[Dataset entries]

-- Opening Marker --

impl ErasureExecutor {
    /// Admit a new wipe for `device`. Fails with `DeviceInUse` if another
    /// executor already holds the path.
    pub fn new(device: DeviceDescriptor, config: WipeConfig) -> Result<Self> {
        let mut active = active_devices().lock().unwrap();
        if !active.insert(device.path.clone()) {
            return Err(WipeError::DeviceInUse(device.path.clone()));
        }
        drop(active);

        Ok(Self {
            device,
            config,
            progress: Arc::new(ProgressState::new()),
            cancel: Arc::new(AtomicBool::new(false)),
            audit_trail: Vec::new(),
        })
    }

    pub fn progress(&self) -> Arc<ProgressState> {
        Arc::clone(&self.progress)
    }

    /// Handle for requesting cancellation; honored at the next step boundary.
    pub fn cancel_handle(&self) -> Arc<AtomicBool> {
        Arc::clone(&self.cancel)
    }

    pub fn audit_trail(&self) -> &[AuditEntry] {
        &self.audit_trail
    }

    fn cancelled(&self) -> bool {
        self.cancel.load(Ordering::SeqCst) || crate::is_interrupted()
    }

    /// Run the plan to completion (or to the first fatal error / honored
    /// cancellation) and return the immutable result.
    pub async fn execute(
        &mut self,
        backend: &mut dyn DeviceBackend,
        plan: &MethodPlan,
    ) -> Result<WipeResult> {
        let start_time = Utc::now();
        let wall_start = Instant::now();

        info!(
            device = %self.device.path,
            mode = plan.mode.as_str(),
            steps = plan.steps.len(),
            "starting wipe execution"
        );
        self.audit_trail.push(AuditEntry::new(
            "wipe started",
            "ok",
            Some(format!("mode {}, {} steps", plan.mode.as_str(), plan.steps.len())),
        ));

        self.progress
            .total_bytes
            .store(self.estimated_total_bytes(plan), Ordering::Relaxed);

        let mut bytes_written = 0u64;
        let mut passes_completed = 0u32;
        let mut hidden_outcomes = Vec::new();
        let mut verification = None;
        let mut warnings = Vec::new();
        let mut errors: Vec<String> = Vec::new();
        let mut retry_count = 0u32;
        let mut peak_mbps = 0.0f64;
        let mut hardware_erase_ran = false;

        let overwrite_patterns = plan.overwrite_patterns();

        for step in &plan.steps {
            // Cancellation only at step boundaries: an issued erase command
            // must run to completion or hardware failure.
            if self.cancelled() {
                let msg = "cancellation honored at step boundary; remaining steps skipped";
                warn!(device = %self.device.path, "{}", msg);
                warnings.push(msg.to_string());
                errors.push(WipeError::Interrupted.to_string());
                self.audit_trail
                    .push(AuditEntry::new("wipe cancelled", "interrupted", None));
                break;
            }

            let step_name = step.describe();
            self.progress.set_step(&step_name);
            let step_start = Instant::now();

            let step_result: Result<u64> = match step {
                PlanStep::Overwrite { pattern, .. } => {
                    let progress = Arc::clone(&self.progress);
                    self.with_retries(&step_name, &mut retry_count, || {
                        let mut cb = |n: u64| progress.add_bytes(n);
                        backend.overwrite(0, self.device.size, *pattern, &mut cb)
                    })
                    .await
                }
                PlanStep::Trim => {
                    let r = self
                        .with_retries(&step_name, &mut retry_count, || {
                            backend.trim().map(|_| 0u64)
                        })
                        .await;
                    if r.is_ok() {
                        self.progress
                            .bytes_done
                            .store(self.device.size, Ordering::Relaxed);
                    }
                    r
                }
                PlanStep::SecureErase => {
                    let r = self
                        .with_retries(&step_name, &mut retry_count, || {
                            backend.secure_erase().map(|_| 0u64)
                        })
                        .await;
                    hardware_erase_ran |= r.is_ok();
                    r
                }
                PlanStep::Sanitize => {
                    let r = self
                        .with_retries(&step_name, &mut retry_count, || {
                            backend.sanitize().map(|_| 0u64)
                        })
                        .await;
                    hardware_erase_ran |= r.is_ok();
                    r
                }
                PlanStep::CryptoErase => {
                    let r = self
                        .with_retries(&step_name, &mut retry_count, || {
                            backend.crypto_erase().map(|_| 0u64)
                        })
                        .await;
                    hardware_erase_ran |= r.is_ok();
                    r
                }
                PlanStep::HiddenAreas => {
                    let handler = HiddenAreaHandler::new(&self.config);
                    match handler.process(
                        backend,
                        &self.device,
                        &overwrite_patterns,
                        hardware_erase_ran,
                    ) {
                        Ok(report) => {
                            hidden_outcomes = report.outcomes;
                            warnings.extend(report.warnings);
                            Ok(report.bytes_written)
                        }
                        Err(e) => Err(e),
                    }
                }
                PlanStep::Verify { expected } => {
                    let sampler = VerificationSampler::new(&self.config);
                    match sampler.verify(backend, &self.device, *expected) {
                        Ok(outcome) => {
                            if !outcome.passed {
                                // Recorded, never upgraded to success
                                warnings.push(
                                    WipeError::VerificationBelowThreshold {
                                        ratio: outcome.match_ratio,
                                        threshold: outcome.threshold,
                                    }
                                    .to_string(),
                                );
                            }
                            self.audit_trail.push(AuditEntry::new(
                                "verification sampled",
                                if outcome.passed { "passed" } else { "failed" },
                                Some(format!(
                                    "{}/{} sectors matched",
                                    outcome.matched_samples, outcome.sample_count
                                )),
                            ));
                            verification = Some(outcome);
                            Ok(0)
                        }
                        Err(e) => Err(e),
                    }
                }
            };

            let elapsed = step_start.elapsed();
            match step_result {
                Ok(step_bytes) => {
                    bytes_written += step_bytes;
                    if matches!(
                        step,
                        PlanStep::Overwrite { .. }
                            | PlanStep::Trim
                            | PlanStep::SecureErase
                            | PlanStep::Sanitize
                            | PlanStep::CryptoErase
                    ) {
                        passes_completed += 1;
                    }
                    if step_bytes > 0 && elapsed.as_secs_f64() > 0.0 {
                        let mbps = step_bytes as f64 / (1024.0 * 1024.0) / elapsed.as_secs_f64();
                        peak_mbps = peak_mbps.max(mbps);
                    }
                    info!(
                        device = %self.device.path,
                        step = %step_name,
                        elapsed = %humantime::format_duration(Duration::from_secs(elapsed.as_secs())),
                        "step completed"
                    );
                    self.audit_trail
                        .push(AuditEntry::new(&step_name, "completed", None));
                }
                Err(e) => {
                    error!(device = %self.device.path, step = %step_name, error = %e, "step failed");
                    self.audit_trail
                        .push(AuditEntry::new(&step_name, "failed", Some(e.to_string())));
                    errors.push(format!("{}: {}", step_name, e));
                    // Prior steps' outcomes stay recorded; nothing destructive
                    // runs after a fatal step failure.
                    break;
                }
            }
        }

        let end_time = Utc::now();
        let total_secs = wall_start.elapsed().as_secs_f64();
        let average_mbps = if total_secs > 0.0 {
            bytes_written as f64 / (1024.0 * 1024.0) / total_secs
        } else {
            0.0
        };

        self.progress.set_step("complete");
        self.audit_trail.push(AuditEntry::new(
            "wipe finished",
            if errors.is_empty() { "ok" } else { "failed" },
            Some(format!("{} bytes written", bytes_written)),
        ));

        Ok(WipeResult {
            mode: plan.mode,
            start_time,
            end_time,
            bytes_written,
            passes_completed,
            hidden_areas: hidden_outcomes,
            verification,
            warnings,
            errors,
            metrics: PerformanceMetrics {
                average_throughput_mbps: average_mbps,
                peak_throughput_mbps: peak_mbps.max(average_mbps),
                retry_count,
            },
        })
    }

    /// Retry `op` on transient errors with exponential backoff, bounded by
    /// the configured attempt count and the per-step time budget.
    async fn with_retries<F>(
        &self,
        step_name: &str,
        retry_count: &mut u32,
        mut op: F,
    ) -> Result<u64>
    where
        F: FnMut() -> Result<u64>,
    {
        let backoff = ExponentialBackoff::new(Duration::from_millis(self.config.retry_base_delay_ms));
        let budget = Duration::from_secs(self.config.step_timeout_secs);
        let started = Instant::now();

        let mut attempt = 0u32;
        loop {
            match op() {
                Ok(v) => return Ok(v),
                Err(e) if e.is_transient() && attempt < self.config.max_retries => {
                    if started.elapsed() >= budget {
                        return Err(WipeError::Timeout(format!(
                            "{} exceeded step budget while retrying",
                            step_name
                        )));
                    }
                    let delay = backoff.delay(attempt);
                    warn!(
                        step = step_name,
                        attempt = attempt + 1,
                        delay = %humantime::format_duration(Duration::from_millis(delay.as_millis() as u64)),
                        error = %e,
                        "transient failure, backing off"
                    );
                    *retry_count += 1;
                    attempt += 1;
                    tokio::time::sleep(delay).await;
                }
                Err(e) => return Err(e),
            }
        }
    }

    fn estimated_total_bytes(&self, plan: &MethodPlan) -> u64 {
        let overwrite_passes = plan.overwrite_patterns().len() as u64;
        if overwrite_passes > 0 {
            overwrite_passes * self.device.size
        } else {
            self.device.size
        }
    }
}
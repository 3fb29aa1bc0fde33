// Capability-oriented hardware abstraction
//
// Each backend implements the subset of sanitization primitives its platform
// actually supports and reports everything else as CapabilityUnsupported.
// Backends never simulate an unsupported primitive: a TRIM that silently
// falls back to nothing would misrepresent the compliance claim recorded in
// the certificate.

pub mod physical;

pub use physical::PhysicalDevice;

use crate::error::Result;

/// A fixed byte pattern or cryptographically random data for overwrite passes.
#[derive(Debug, Clone, Copy, PartialEq, Eq)]
pub enum WipePattern {
    Zeros,
    Ones,
    /// Alternating bit pattern (0xAA or 0x55)
    Alternating(u8),
    Random,
}

impl WipePattern {
    /// The byte value for deterministic patterns; None for random data.
    pub fn fixed_byte(&self) -> Option<u8> {
        match self {
            WipePattern::Zeros => Some(0x00),
            WipePattern::Ones => Some(0xFF),
            WipePattern::Alternating(b) => Some(*b),
            WipePattern::Random => None,
        }
    }

    pub fn describe(&self) -> String {
        match self {
            WipePattern::Zeros => "zeros".to_string(),
            WipePattern::Ones => "ones".to_string(),
            WipePattern::Alternating(b) => format!("alternating 0x{:02X}", b),
            WipePattern::Random => "random".to_string(),
        }
    }
}

/// Sanitization primitives for one open device.
///
/// `overwrite` reports written byte counts through the `progress` callback so
/// the executor can expose live progress without owning the I/O loop.
pub trait DeviceBackend: Send {
    /// Overwrite `length` bytes starting at `offset` with the pattern.
    /// Returns total bytes written.
    fn overwrite(
        &mut self,
        offset: u64,
        length: u64,
        pattern: WipePattern,
        progress: &mut dyn FnMut(u64),
    ) -> Result<u64>;

    /// Discard the full addressable range (TRIM / blkdiscard equivalent).
    fn trim(&mut self) -> Result<()>;

    /// ATA security erase covering remapped blocks at firmware level.
    fn secure_erase(&mut self) -> Result<()>;

    /// NVMe sanitize (block erase).
    fn sanitize(&mut self) -> Result<()>;

    /// Cryptographic erase (key rotation on self-encrypting media).
    fn crypto_erase(&mut self) -> Result<()>;

    /// Read `buf.len()` bytes at `offset` for verification sampling.
    fn read_at(&mut self, offset: u64, buf: &mut [u8]) -> Result<()>;

    /// Raise the addressable boundary so a hidden HPA/DCO extent becomes
    /// reachable. Returns the boundary to restore later.
    fn expose_hidden_area(&mut self, native_max_sector: u64) -> Result<u64>;

    /// Restore a previously raised boundary.
    fn restore_hidden_area(&mut self, original_max_sector: u64) -> Result<()>;
}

-- Closing Marker --

Restate word for word only the lines running from the beginning of the data to the line holding "error / honored", both included.

impl ErasureExecutor {
    /// Admit a new wipe for `device`. Fails with `DeviceInUse` if another
    /// executor already holds the path.
    pub fn new(device: DeviceDescriptor, config: WipeConfig) -> Result<Self> {
        let mut active = active_devices().lock().unwrap();
        if !active.insert(device.path.clone()) {
            return Err(WipeError::DeviceInUse(device.path.clone()));
        }
        drop(active);

        Ok(Self {
            device,
            config,
            progress: Arc::new(ProgressState::new()),
            cancel: Arc::new(AtomicBool::new(false)),
            audit_trail: Vec::new(),
        })
    }

    pub fn progress(&self) -> Arc<ProgressState> {
        Arc::clone(&self.progress)
    }

    /// Handle for requesting cancellation; honored at the next step boundary.
    pub fn cancel_handle(&self) -> Arc<AtomicBool> {
        Arc::clone(&self.cancel)
    }

    pub fn audit_trail(&self) -> &[AuditEntry] {
        &self.audit_trail
    }

    fn cancelled(&self) -> bool {
        self.cancel.load(Ordering::SeqCst) || crate::is_interrupted()
    }

    /// Run the plan to completion (or to the first fatal error / honored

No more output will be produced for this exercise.